Task directions:
Quote every entry word for word.

[[ Extracted material, beginning ]]

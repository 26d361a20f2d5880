//! Segment and shift duration arithmetic.
//!
//! Durations are hours rounded to two decimals. A segment that crosses
//! midnight (end earlier than start) wraps by one day. Open segments have
//! not produced any time yet and contribute zero.

use crate::clock::{WallTime, span_minutes};
use crate::error::{ParseError, StatusCalculationError};
use crate::model::{Segment, Shift};

/// Round hours to two decimal places.
#[must_use]
pub fn round_hours(hours: f64) -> f64 {
    (hours * 100.0).round() / 100.0
}

/// A recorded duration is taken as-is only when it could be a real span.
fn is_trusted(hours: f64) -> bool {
    hours.is_finite() && (0.0..24.0).contains(&hours)
}

/// Duration of one segment in hours.
///
/// A plausible recorded `duration` wins, since it may carry an operator
/// correction. Otherwise it is derived from the start and end times.
///
/// # Errors
///
/// Returns [`ParseError::InvalidTimeFormat`] when the duration has to be
/// derived and either time is malformed.
pub fn segment_duration(segment: &Segment) -> Result<f64, ParseError> {
    let Some(end) = segment.end_time.as_deref() else {
        return Ok(0.0);
    };

    match segment.duration {
        Some(hours) if is_trusted(hours) => Ok(hours),
        _ => {
            let start = WallTime::parse(&segment.start_time)?;
            let end = WallTime::parse(end)?;
            Ok(round_hours(f64::from(span_minutes(start, end)) / 60.0))
        }
    }
}

/// Total realized hours across a shift's closed segments.
///
/// # Errors
///
/// Returns [`StatusCalculationError::Unparsable`] naming the first segment
/// whose duration could not be derived.
pub fn total_duration(shift: &Shift) -> Result<f64, StatusCalculationError> {
    let mut total = 0.0;
    for segment in shift.segments.iter().filter(|seg| !seg.is_open()) {
        total += segment_duration(segment).map_err(|source| StatusCalculationError::Unparsable {
            segment_id: segment.segment_id,
            source,
        })?;
    }
    Ok(round_hours(total))
}

/// End time of the last segment, or `None` when it is still open.
#[must_use]
pub fn last_end_time(segments: &[Segment]) -> Option<String> {
    segments.last().and_then(|seg| seg.end_time.clone())
}

/// Derived fields recomputed from a shift's segments.
#[derive(Debug, Clone, PartialEq)]
pub struct Derived {
    /// Segments with every closed segment's `duration` filled in.
    pub segments: Vec<Segment>,
    pub total_duration: f64,
    pub last_end_time: Option<String>,
}

/// Fill in missing segment durations and recompute the shift totals.
///
/// # Errors
///
/// Returns [`StatusCalculationError::Unparsable`] if any closed segment has
/// a malformed time and no trusted duration.
pub fn normalize(shift: &Shift) -> Result<Derived, StatusCalculationError> {
    let mut segments = shift.segments.clone();
    let mut total = 0.0;

    for segment in segments.iter_mut().filter(|seg| !seg.is_open()) {
        let hours = segment_duration(segment).map_err(|source| {
            StatusCalculationError::Unparsable {
                segment_id: segment.segment_id,
                source,
            }
        })?;
        segment.duration = Some(hours);
        total += hours;
    }

    let last_end_time = last_end_time(&segments);
    Ok(Derived {
        segments,
        total_duration: round_hours(total),
        last_end_time,
    })
}

#[cfg(test)]
mod tests {
    use super::*;
    use chrono::NaiveDate;

    fn shift_with(segments: Vec<Segment>) -> Shift {
        let date = NaiveDate::from_ymd_opt(2024, 3, 18).expect("valid date");
        let mut shift = Shift::new("alice", date);
        shift.segments = segments;
        shift
    }

    #[test]
    fn derives_same_day_duration() {
        let seg = Segment::closed(1, "09:30", "21:33");
        assert_eq!(segment_duration(&seg), Ok(12.05));
    }

    #[test]
    fn derives_overnight_duration() {
        let seg = Segment::closed(1, "22:00", "02:30");
        assert_eq!(segment_duration(&seg), Ok(4.5));
    }

    #[test]
    fn open_segment_contributes_nothing() {
        let seg = Segment::open(1, "09:00");
        assert_eq!(segment_duration(&seg), Ok(0.0));
    }

    #[test]
    fn recorded_duration_is_trusted() {
        let mut seg = Segment::closed(1, "09:00", "17:00");
        seg.duration = Some(7.5);
        assert_eq!(segment_duration(&seg), Ok(7.5));
    }

    #[test]
    fn implausible_recorded_duration_is_recomputed() {
        let mut seg = Segment::closed(1, "09:00", "17:00");
        for bad in [-1.0, 24.0, f64::NAN, f64::INFINITY] {
            seg.duration = Some(bad);
            assert_eq!(segment_duration(&seg), Ok(8.0));
        }
    }

    #[test]
    fn malformed_time_is_reported() {
        let seg = Segment::closed(4, "9h30", "17:00");
        assert!(matches!(
            segment_duration(&seg),
            Err(ParseError::InvalidTimeFormat { .. })
        ));

        let shift = shift_with(vec![Segment::closed(1, "08:00", "09:00"), seg]);
        let err = total_duration(&shift).expect_err("bad segment");
        assert!(matches!(
            err,
            StatusCalculationError::Unparsable { segment_id: 4, .. }
        ));
    }

    #[test]
    fn total_sums_closed_segments_only() {
        let shift = shift_with(vec![
            Segment::closed(1, "08:00", "12:00"),
            Segment::closed(2, "12:30", "16:45"),
            Segment::open(3, "17:00"),
        ]);
        assert_eq!(total_duration(&shift), Ok(8.25));
    }

    #[test]
    fn total_rounds_away_float_noise() {
        let shift = shift_with(vec![
            Segment::closed(1, "08:00", "08:10"),
            Segment::closed(2, "09:00", "09:10"),
            Segment::closed(3, "10:00", "10:10"),
        ]);
        assert_eq!(total_duration(&shift), Ok(0.51));
    }

    #[test]
    fn last_end_time_is_absent_when_last_segment_open() {
        let closed = vec![
            Segment::closed(1, "08:00", "12:00"),
            Segment::closed(2, "13:00", "17:00"),
        ];
        assert_eq!(last_end_time(&closed).as_deref(), Some("17:00"));

        let mut with_open = closed;
        with_open.push(Segment::open(3, "18:00"));
        assert_eq!(last_end_time(&with_open), None);
        assert_eq!(last_end_time(&[]), None);
    }

    #[test]
    fn normalize_fills_missing_durations() {
        let mut kept = Segment::closed(2, "13:00", "17:00");
        kept.duration = Some(3.75);
        let shift = shift_with(vec![
            Segment::closed(1, "08:00", "12:00"),
            kept,
            Segment::open(3, "18:00"),
        ]);

        let derived = normalize(&shift).expect("normalize");
        assert_eq!(derived.segments[0].duration, Some(4.0));
        assert_eq!(derived.segments[1].duration, Some(3.75));
        assert_eq!(derived.segments[2].duration, None);
        assert_eq!(derived.total_duration, 7.75);
        assert_eq!(derived.last_end_time, None);
    }
}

[[ Extracted material, end ]]

Solution below:
repository 26d361a20f2d5880
//! Segment and shift duration arithmetic.
//!
//! Durations are hours rounded to two decimals. A segment that crosses
//! midnight (end earlier than start) wraps by one day. Open segments have
//! not produced any time yet and contribute zero.

use crate::clock::{WallTime, span_minutes};
use crate::error::{ParseError, StatusCalculationError};
use crate::model::{Segment, Shift};

/// Round hours to two decimal places.
#[must_use]
pub fn round_hours(hours: f64) -> f64 {
    (hours * 100.0).round() / 100.0
}

/// A recorded duration is taken as-is only when it could be a real span.
fn is_trusted(hours: f64) -> bool {
    hours.is_finite() && (0.0..24.0).contains(&hours)
}

/// Duration of one segment in hours.
///
/// A plausible recorded `duration` wins, since it may carry an operator
/// correction. Otherwise it is derived from the start and end times.
///
/// # Errors
///
/// Returns [`ParseError::InvalidTimeFormat`] when the duration has to be
/// derived and either time is malformed.
pub fn segment_duration(segment: &Segment) -> Result<f64, ParseError> {
    let Some(end) = segment.end_time.as_deref() else {
        return Ok(0.0);
    };

    match segment.duration {
        Some(hours) if is_trusted(hours) => Ok(hours),
        _ => {
            let start = WallTime::parse(&segment.start_time)?;
            let end = WallTime::parse(end)?;
            Ok(round_hours(f64::from(span_minutes(start, end)) / 60.0))
        }
    }
}

/// Total realized hours across a shift's closed segments.
///
/// # Errors
///
/// Returns [`StatusCalculationError::Unparsable`] naming the first segment
/// whose duration could not be derived.
pub fn total_duration(shift: &Shift) -> Result<f64, StatusCalculationError> {
    let mut total = 0.0;
    for segment in shift.segments.iter().filter(|seg| !seg.is_open()) {
        total += segment_duration(segment).map_err(|source| StatusCalculationError::Unparsable {
            segment_id: segment.segment_id,
            source,
        })?;
    }
    Ok(round_hours(total))
}

/// End time of the last segment, or `None` when it is still open.
#[must_use]
pub fn last_end_time(segments: &[Segment]) -> Option<String> {
    segments.last().and_then(|seg| seg.end_time.clone())
}

/// Derived fields recomputed from a shift's segments.
#[derive(Debug, Clone, PartialEq)]
pub struct Derived {
    /// Segments with every closed segment's `duration` filled in.
    pub segments: Vec<Segment>,
    pub total_duration: f64,
    pub last_end_time: Option<String>,
}

/// Fill in missing segment durations and recompute the shift totals.
///
/// # Errors
///
/// Returns [`StatusCalculationError::Unparsable`] if any closed segment has
/// a malformed time and no trusted duration.
pub fn normalize(shift: &Shift) -> Result<Derived, StatusCalculationError> {
    let mut segments = shift.segments.clone();
    let mut total = 0.0;

    for segment in segments.iter_mut().filter(|seg| !seg.is_open()) {
        let hours = segment_duration(segment).map_err(|source| {
            StatusCalculationError::Unparsable {
                segment_id: segment.segment_id,
                source,
            }
        })?;
        segment.duration = Some(hours);
        total += hours;
    }

    let last_end_time = last_end_time(&segments);
    Ok(Derived {
        segments,
        total_duration: round_hours(total),
        last_end_time,
    })
}

#[cfg(test)]
mod tests {
    use super::*;
    use chrono::NaiveDate;

    fn shift_with(segments: Vec<Segment>) -> Shift {
        let date = NaiveDate::from_ymd_opt(2024, 3, 18).expect("valid date");
        let mut shift = Shift::new("alice", date);
        shift.segments = segments;
        shift
    }

    #[test]
    fn derives_same_day_duration() {
        let seg = Segment::closed(1, "09:30", "21:33");
        assert_eq!(segment_duration(&seg), Ok(12.05));
    }

    #[test]
    fn derives_overnight_duration() {
        let seg = Segment::closed(1, "22:00", "02:30");
        assert_eq!(segment_duration(&seg), Ok(4.5));
    }

    #[test]
    fn open_segment_contributes_nothing() {
        let seg = Segment::open(1, "09:00");
        assert_eq!(segment_duration(&seg), Ok(0.0));
    }

    #[test]
    fn recorded_duration_is_trusted() {
        let mut seg = Segment::closed(1, "09:00", "17:00");
        seg.duration = Some(7.5);
        assert_eq!(segment_duration(&seg), Ok(7.5));
    }

    #[test]
    fn implausible_recorded_duration_is_recomputed() {
        let mut seg = Segment::closed(1, "09:00", "17:00");
        for bad in [-1.0, 24.0, f64::NAN, f64::INFINITY] {
            seg.duration = Some(bad);
            assert_eq!(segment_duration(&seg), Ok(8.0));
        }
    }

    #[test]
    fn malformed_time_is_reported() {
        let seg = Segment::closed(4, "9h30", "17:00");
        assert!(matches!(
            segment_duration(&seg),
            Err(ParseError::InvalidTimeFormat { .. })
        ));

        let shift = shift_with(vec![Segment::closed(1, "08:00", "09:00"), seg]);
        let err = total_duration(&shift).expect_err("bad segment");
        assert!(matches!(
            err,
            StatusCalculationError::Unparsable { segment_id: 4, .. }
        ));
    }

    #[test]
    fn total_sums_closed_segments_only() {
        let shift = shift_with(vec![
            Segment::closed(1, "08:00", "12:00"),
            Segment::closed(2, "12:30", "16:45"),
            Segment::open(3, "17:00"),
        ]);
        assert_eq!(total_duration(&shift), Ok(8.25));
    }

    #[test]
    fn total_rounds_away_float_noise() {
        let shift = shift_with(vec![
            Segment::closed(1, "08:00", "08:10"),
            Segment::closed(2, "09:00", "09:10"),
            Segment::closed(3, "10:00", "10:10"),
        ]);
        assert_eq!(total_duration(&shift), Ok(0.51));
    }

    #[test]
    fn last_end_time_is_absent_when_last_segment_open() {
        let closed = vec![
            Segment::closed(1, "08:00", "12:00"),
            Segment::closed(2, "13:00", "17:00"),
        ];
        assert_eq!(last_end_time(&closed).as_deref(), Some("17:00"));

        let mut with_open = closed;
        with_open.push(Segment::open(3, "18:00"));
        assert_eq!(last_end_time(&with_open), None);
        assert_eq!(last_end_time(&[]), None);
    }

    #[test]
    fn normalize_fills_missing_durations() {
        let mut kept = Segment::closed(2, "13:00", "17:00");
        kept.duration = Some(3.75);
        let shift = shift_with(vec![
            Segment::closed(1, "08:00", "12:00"),
            kept,
            Segment::open(3, "18:00"),
        ]);

        let derived = normalize(&shift).expect("normalize");
        assert_eq!(derived.segments[0].duration, Some(4.0));
        assert_eq!(derived.segments[1].duration, Some(3.75));
        assert_eq!(derived.segments[2].duration, None);
        assert_eq!(derived.total_duration, 7.75);
        assert_eq!(derived.last_end_time, None);
    }
}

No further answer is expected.